1982 seufzte der damalige zuständige Innenminister Gerhard Baum in einer Bundestagsdebatte: „Ich kann nicht mehr tun, als die Bundesländer zu bitten, auch im Hinblick auf Endlagerstätten in Granit oder wo auch immer. Ich habe bisher von keinem einzigen Bundesland eine positive Antwort bekommen. Ich habe kein Territorium.“ Deshalb musste der für die Entscheidung maßgebliche Zwischenbericht der Physikalisch-Technischen-Bundesanstalt 1983 auch unbedingt positiv ausfallen. Im Gorleben-Untersuchungsausschuss sagten mehrere beteiligte Wissenschaftler aus: „Es gab eine Weisung.“ Der Vorschlag, auch alternative Standorte zu erkunden, musste aus dem Dokument gestrichen werden.

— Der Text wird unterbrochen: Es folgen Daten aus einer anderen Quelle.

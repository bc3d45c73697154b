//! Version and user interface sections.
//!
//! Both carry a null-terminated UTF-16LE string; the version section prefixes it with a build number.
//!
//! ## License
//!
//! Copyright (c) Microsoft Corporation.
//!
//! SPDX-License-Identifier: Apache-2.0
//!
use alloc::vec::Vec;
use core::iter;

use gensec_pi::{
    header::{CommonHeader, SectionHeader, Version, MAX_SECTION_SIZE},
    section::Type,
};

use crate::{sink::SectionSink, SectionError};

/// Encodes `name` as UTF-16LE followed by a null terminator.
pub fn utf16_with_terminator(name: &str) -> Vec<u8> {
    name.encode_utf16().chain(iter::once(0)).flat_map(u16::to_le_bytes).collect()
}

fn check_size(section_type: Type, total: usize) -> Result<(), SectionError> {
    if total >= MAX_SECTION_SIZE {
        log::error!("Invalid parameter: the size of {section_type} section {total:#x} exceeds the maximum");
        Err(SectionError::SizeLimitExceeded(total))?;
    }
    Ok(())
}

/// Writes an `EFI_SECTION_VERSION` section with `build_number` and `name` to `sink`.
pub fn encode_version(build_number: u16, name: &str, sink: &mut dyn SectionSink) -> Result<usize, SectionError> {
    let name = utf16_with_terminator(name);
    let total = Version::SIZE + name.len();
    check_size(Type::Version, total)?;

    let header = Version { common: CommonHeader::new(Type::Version, total)?, build_number };
    sink.write(&header.serialize()?)?;
    sink.write(&name)?;
    log::info!("the size of the created section file is {total} bytes");
    Ok(total)
}

/// Writes an `EFI_SECTION_USER_INTERFACE` section naming the file `name` to `sink`.
///
/// The name must not be empty.
pub fn encode_user_interface(name: &str, sink: &mut dyn SectionSink) -> Result<usize, SectionError> {
    if name.is_empty() {
        log::error!("Missing option: user interface string");
        Err(SectionError::InvalidArgument)?;
    }
    let name = utf16_with_terminator(name);
    let total = CommonHeader::SIZE + name.len();
    check_size(Type::UserInterface, total)?;

    let header = CommonHeader::new(Type::UserInterface, total)?;
    sink.write(&header.serialize()?)?;
    sink.write(&name)?;
    log::info!("the size of the created section file is {total} bytes");
    Ok(total)
}

#[cfg(test)]
mod tests {
    use super::*;

    fn decode_utf16(bytes: &[u8]) -> String {
        let units: Vec<u16> = bytes.chunks_exact(2).map(|pair| u16::from_le_bytes([pair[0], pair[1]])).collect();
        let (terminator, text) = units.split_last().unwrap();
        assert_eq!(*terminator, 0);
        String::from_utf16(text).unwrap()
    }

    #[test]
    fn version_section_layout() {
        let mut sink = Vec::new();
        assert_eq!(encode_version(0x1234, "1.0", &mut sink), Ok(14));
        assert_eq!(
            sink,
            [
                0x0E, 0x00, 0x00, 0x14, //Header
                0x34, 0x12, //Build number
                0x31, 0x00, 0x2E, 0x00, 0x30, 0x00, 0x00, 0x00, //"1.0"
            ]
        );
    }

    #[test]
    fn version_section_decodes() {
        let mut sink = Vec::new();
        encode_version(9999, "Release Build", &mut sink).unwrap();
        let (header, name) = Version::parse(&sink).unwrap();
        assert_eq!(header.build_number, 9999);
        assert_eq!(decode_utf16(name), "Release Build");
    }

    #[test]
    fn version_section_with_empty_name_keeps_terminator() {
        let mut sink = Vec::new();
        assert_eq!(encode_version(0, "", &mut sink), Ok(8));
        assert_eq!(sink, [0x08, 0x00, 0x00, 0x14, 0x00, 0x00, 0x00, 0x00]);
    }

    #[test]
    fn user_interface_section_decodes() {
        let mut sink = Vec::new();
        assert_eq!(encode_user_interface("DxeCore", &mut sink), Ok(20));
        let (header, name) = CommonHeader::parse(&sink).unwrap();
        assert_eq!(header.section_type, Type::UserInterface);
        assert_eq!(decode_utf16(name), "DxeCore");
    }

    #[test]
    fn user_interface_requires_a_name() {
        let mut sink = Vec::new();
        assert_eq!(encode_user_interface("", &mut sink), Err(SectionError::InvalidArgument));
        assert!(sink.is_empty());
    }

    #[test]
    fn non_ascii_names_use_utf16() {
        assert_eq!(utf16_with_terminator("é"), [0xE9, 0x00, 0x00, 0x00]);
        assert_eq!(utf16_with_terminator("𝄞"), [0x34, 0xD8, 0x1E, 0xDD, 0x00, 0x00]);
    }

    #[test]
    fn oversized_name_is_rejected() {
        let name = "x".repeat(MAX_SECTION_SIZE / 2);
        let mut sink = Vec::new();
        assert_eq!(
            encode_user_interface(&name, &mut sink),
            Err(SectionError::SizeLimitExceeded(MAX_SECTION_SIZE + 6))
        );
        assert!(sink.is_empty());
    }
}
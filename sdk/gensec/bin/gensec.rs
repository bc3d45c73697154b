//! Executable for creating a firmware file section from input files.
//!
//! ## License
//!
//! Copyright (c) Microsoft Corporation.
//!
//! SPDX-License-Identifier: Apache-2.0
//!
use std::{
    fs::{self, File},
    io::BufWriter,
    path::PathBuf,
    process::ExitCode,
};

use clap::Parser;
use gensec::{
    compress::UefiCompress,
    config::{parse_attribute, parse_compression_type, parse_section_type, parse_vendor_guid},
    sink::WriteSink,
    source::FileBlobSource,
    SectionConfig, SectionError, SectionGenerator, SectionRequest,
};
use gensec_pi::section::{CompressionType, GuidedSectionAttributes, Type};
use log::LevelFilter;
use r_efi::efi;

/// Create a firmware file section from the input files.
#[derive(Parser, Debug)]
#[command(name = "gensec", version)]
struct Args {
    /// Input files, in the order their content is placed in the section.
    input_files: Vec<String>,
    /// File to write the section to.
    #[arg(short = 'o', long = "outputfile")]
    output_file: PathBuf,
    /// Section type (EFI_SECTION_*). Without a type, the inputs are concatenated with no section header.
    #[arg(short = 's', long = "sectiontype", value_parser = parse_section_type)]
    section_type: Option<Type>,
    /// Compression of an EFI_SECTION_COMPRESSION section: PI_NONE or PI_STD (default).
    #[arg(short = 'c', long = "compress", value_parser = parse_compression_type)]
    compression: Option<CompressionType>,
    /// Vendor GUID of an EFI_SECTION_GUID_DEFINED section. Defaults to the CRC32 section GUID.
    #[arg(short = 'g', long = "vendor", value_parser = parse_vendor_guid)]
    vendor_guid: Option<efi::Guid>,
    /// Attribute of an EFI_SECTION_GUID_DEFINED section: PROCESSING_REQUIRED or AUTH_STATUS_VALID. Repeatable.
    #[arg(short = 'r', long = "attributes", value_parser = parse_attribute)]
    attributes: Vec<GuidedSectionAttributes>,
    /// Version string of an EFI_SECTION_VERSION section or name of an EFI_SECTION_USER_INTERFACE section.
    #[arg(short = 'n', long = "name")]
    name: Option<String>,
    /// Build number (0~9999) of an EFI_SECTION_VERSION section.
    #[arg(short = 'j', long = "buildnumber", allow_negative_numbers = true)]
    build_number: Option<i64>,
    /// Turn on verbose output with informational messages.
    #[arg(short, long, default_value_t = false)]
    verbose: bool,
    /// Disable all messages except errors.
    #[arg(short, long, default_value_t = false)]
    quiet: bool,
    /// Enable debug messages at the given level (0~9).
    #[arg(short, long, value_parser = clap::value_parser!(u8).range(0..=9))]
    debug: Option<u8>,
}

impl Args {
    fn log_level(&self) -> LevelFilter {
        match self.debug {
            Some(9) => LevelFilter::Trace,
            Some(_) => LevelFilter::Debug,
            None if self.verbose => LevelFilter::Info,
            None if self.quiet => LevelFilter::Error,
            None => LevelFilter::Warn,
        }
    }

    fn config(&self) -> SectionConfig {
        SectionConfig {
            section_type: self.section_type.unwrap_or(Type::All),
            compression_type: self.compression.unwrap_or(CompressionType::StandardCompression),
            vendor_guid: self.vendor_guid,
            attributes: self.attributes.iter().copied().fold(GuidedSectionAttributes::empty(), |all, flag| all | flag),
            name: self.name.clone(),
            build_number: self.build_number.unwrap_or(0),
            inputs: self.input_files.clone(),
        }
    }
}

fn write_section(args: &Args, config: &SectionConfig, request: &SectionRequest) -> Result<usize, SectionError> {
    log::info!("Output file name is {}", args.output_file.display());
    let file = File::create(&args.output_file).map_err(|err| {
        log::error!("Error opening file {}: {err}", args.output_file.display());
        SectionError::IoError
    })?;
    let mut sink = WriteSink::new(BufWriter::new(file));

    let source = FileBlobSource;
    let compressor = UefiCompress;
    let generator = SectionGenerator::new(&source).with_compressor(&compressor);
    let size = generator.generate(request, &config.input_names(), &mut sink)?;
    sink.into_inner()?;
    Ok(size)
}

fn main() -> ExitCode {
    let args = Args::parse();
    env_logger::Builder::new().filter_level(args.log_level()).format_timestamp(None).format_target(false).init();
    log::info!("gensec tool start.");

    let config = args.config();
    let result = config.to_request().and_then(|request| {
        write_section(&args, &config, &request).inspect_err(|_| {
            // Do not leave a partial section behind.
            if let Err(err) = fs::remove_file(&args.output_file) {
                log::warn!("Unable to remove {}: {err}", args.output_file.display());
            }
        })
    });

    match result {
        Ok(size) => {
            log::info!("Wrote {size} bytes to {}", args.output_file.display());
            ExitCode::SUCCESS
        }
        Err(err) => {
            eprintln!("gensec: error: {err}");
            ExitCode::FAILURE
        }
    }
}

Als 1996/97 klar wurde, dass der Bund den Grafen Andreas von Bernstorff und die evangelische Kirchengemeinde Gartow nicht dazu würde überreden können, ihre Salzrechte für die Erkundung des Salzstocks aufzugeben, wurde das gesamte Erkundungskonzept verändert. Die damalige Umweltministerin Angela Merkel (CDU) lehnte ein von der Atomindustrie gefordertes Erkundungsmoratorium ab. Stattdessen wurde, um den Entsorgungsnachweis nicht zu gefährden, weiter erkundet – um die umstrittenen Salzrechte herum. Und das, obwohl die Fachbehörden, das Bundesamt für Strahlenschutz und die Bundesanstalt für Geologie und Rohstoffe, 1993 übereinstimmend zu dem Schluss gekommen waren, dass „die Beschränkung der Erkundung auf den nordöstlichen Teil des Salzstocks nur unter Aufgabe von Sicherheitskriterien mit zusätzlichem Zeit- und Finanzaufwand möglich wäre“. Merkel sagte der Industrie zu, dass dieses Konzept für sie etwa 300 Millionen Mark billiger würde. Von einem Moratorium war keine Rede mehr.

Kotting-Uhl sagt mit Blick auf die Wiederaufnahme der Erkundung in Gorleben: „Auch Umweltminister Norbert Röttgen steht wegen der Laufzeitverlängerung jetzt wieder unter dem Zwang, Fortschritte bei der Endlagerung vorweisen zu müssen.“ Die SPD-Obfrau im Gorlebenuntersuchungsausschuss, Ute Vogt, sieht das genauso: „Merkel und Röttgen machen da weiter, wo Helmut Kohl und Merkel aufgehört haben.“ Dagegen hält der Unions-Obmann im Ausschuss, Reinhard Grindel die Verkleinerung des Erkundungsgebiets für „völlig unproblematisch“, weil die Menge des einzulagernden Atomabfalls deutlich geringer sei als in den 70er Jahren angenommen, sagte er der „Braunschweiger Zeitung“.